Vacuum tubes also exhibit shot noise because the electrons strike the anode in a random-discrete fashion. The phenomenon is not as pronounced in a vacuum tube as in semiconductors, however, because of a space charge, which moderates the effect. Shot noise is not exhibited in conductors and resistors because of the smooth motion of the charge carriers, which evens out their arrival times.

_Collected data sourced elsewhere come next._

//! How much of the catalog is revealed.

use serde::{Deserialize, Serialize};

/// Number of catalog products currently shown.
///
/// Starts at [`VisibleCount::STEP`] and grows by the same step each time the
/// visitor asks for more.
#[derive(Debug, Clone, Copy, PartialEq, Eq, Serialize, Deserialize)]
#[serde(transparent)]
pub struct VisibleCount(u32);

impl VisibleCount {
    /// Initial count and reveal step.
    pub const STEP: u32 = 6;

    #[must_use]
    pub const fn new(count: u32) -> Self {
        Self(count)
    }

    #[must_use]
    pub const fn get(self) -> u32 {
        self.0
    }

    /// Reveal another [`Self::STEP`] products.
    #[must_use]
    pub const fn reveal_more(self) -> Self {
        Self(self.0.saturating_add(Self::STEP))
    }

    /// The revealed prefix of `items`.
    #[must_use]
    pub fn visible<T>(self, items: &[T]) -> &[T] {
        let count = usize::try_from(self.0)
            .unwrap_or(usize::MAX)
            .min(items.len());
        items.get(..count).unwrap_or(items)
    }

    /// Whether some of `total` items are still hidden.
    #[must_use]
    pub fn has_more(self, total: usize) -> bool {
        usize::try_from(self.0).is_ok_and(|count| count < total)
    }
}

impl Default for VisibleCount {
    fn default() -> Self {
        Self(Self::STEP)
    }
}
//! HTTP middleware stack for storefront.
//!
//! # Middleware Order (outermost first)
//!
//! 1. Sentry layers (added in `main`)
//! 2. `TraceLayer` (request span with a `request_id` field)
//! 3. Request ID (fills the span field, tags Sentry, echoes the header)
//! 4. Security headers
//! 5. Session layer (tower-sessions with in-memory store)

pub mod request_id;
pub mod security_headers;
pub mod session;

pub use request_id::request_id_middleware;
pub use security_headers::security_headers_middleware;
pub use session::create_session_layer;
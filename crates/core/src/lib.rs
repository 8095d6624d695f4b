//! Shopcart Core - Domain types and state transitions.
//!
//! This crate provides the state containers behind the shopcart storefront:
//! - [`cart`] - Cart lines with merge-or-append and prune-on-decrease bookkeeping
//! - [`visible`] - How many catalog products are currently revealed
//! - [`coffee`] - The append-only coffee list fed by the add-coffee form
//!
//! # Architecture
//!
//! The core crate contains only types and pure transformations - no I/O, no
//! HTTP clients, no sessions. Every operation takes the old value and returns
//! the new one, so the storefront can load a container from the session,
//! transform it, and store it back.
//!
//! # Modules
//!
//! - [`types`] - Newtype wrappers for product IDs and prices, plus the catalog `Product`

#![cfg_attr(not(test), forbid(unsafe_code))]

pub mod cart;
pub mod coffee;
pub mod types;
pub mod visible;

pub use cart::{Cart, CartLine};
pub use coffee::{CoffeeEntry, CoffeeError, CoffeeList};
pub use types::*;
pub use visible::VisibleCount;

There are several other types of noise of interest in electronics. Partition noise happens when current divides between at least two paths. It arises because of random fluctuations in the division. At audio frequencies, it sounds just about like shot noise. Flicker noise, also known as 1/f noise, is characterized by a frequency spectrum that declines steadily as frequency rises. It is also known as pink noise. Because it declines with rising frequency, it generally isn’t much of an issue above about 500 Hz. Burst noise– also dubbed popcorn noise, impulse noise, bi-stable noise, or random telegraph signal (RTS) noise–consists of sudden step-like transitions between two or more discrete voltage or current levels and happens at random and unpredictable times. In audio reproduction, the sound resembles popcorn kernels bursting at irregular intervals. There’s no single source of burst noise but the most common cause is the random trapping and release of charge carriers at thin film interfaces or at defect sites in bulk semiconductor crystal. Transit-time noise resembles shot noise and becomes more pronounced in smaller components due to the quantized nature of electricity. Transit-time noise results when a signal frequency’s period is the same as the travel time of an electron going from sender to receiver. As device dimensions approach the length of a wavelength at higher frequencies, transit time amplitude rises, obscuring other types of noise.

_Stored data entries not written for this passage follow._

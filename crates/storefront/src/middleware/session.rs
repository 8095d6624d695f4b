//! Session middleware configuration.
//!
//! Sessions live in process memory: carts and coffee lists disappear when
//! the server restarts, and nothing is written to disk.

use tower_sessions::{Expiry, MemoryStore, SessionManagerLayer};

use crate::config::StorefrontConfig;

/// Session cookie name.
pub const SESSION_COOKIE_NAME: &str = "shopcart_session";

/// Session expiry time in seconds (1 day of inactivity).
const SESSION_EXPIRY_SECONDS: i64 = 24 * 60 * 60;

/// Create the session layer with an in-memory store.
#[must_use]
pub fn create_session_layer(config: &StorefrontConfig) -> SessionManagerLayer<MemoryStore> {
    SessionManagerLayer::new(MemoryStore::default())
        .with_name(SESSION_COOKIE_NAME)
        .with_expiry(Expiry::OnInactivity(
            tower_sessions::cookie::time::Duration::seconds(SESSION_EXPIRY_SECONDS),
        ))
        .with_secure(config.is_secure())
        .with_same_site(tower_sessions::cookie::SameSite::Lax)
        .with_http_only(true)
        .with_path("/")
}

There are a few other noise sources that sometimes arise. Reactive coupling introduces noise from outside the circuit via reactive elements (capacitors and inductors), for example through a receiving antenna. Intermodulation noise is a bit of a misnomer. It actually refers to the spurious frequency components generated when two or more signals pass through a non-linear device. Thus these are intermodulation products which contain both the sum and difference of the frequencies involved. This is actually distortion rather than electronic noise in the strict sense because it doesn’t arise from outside the system.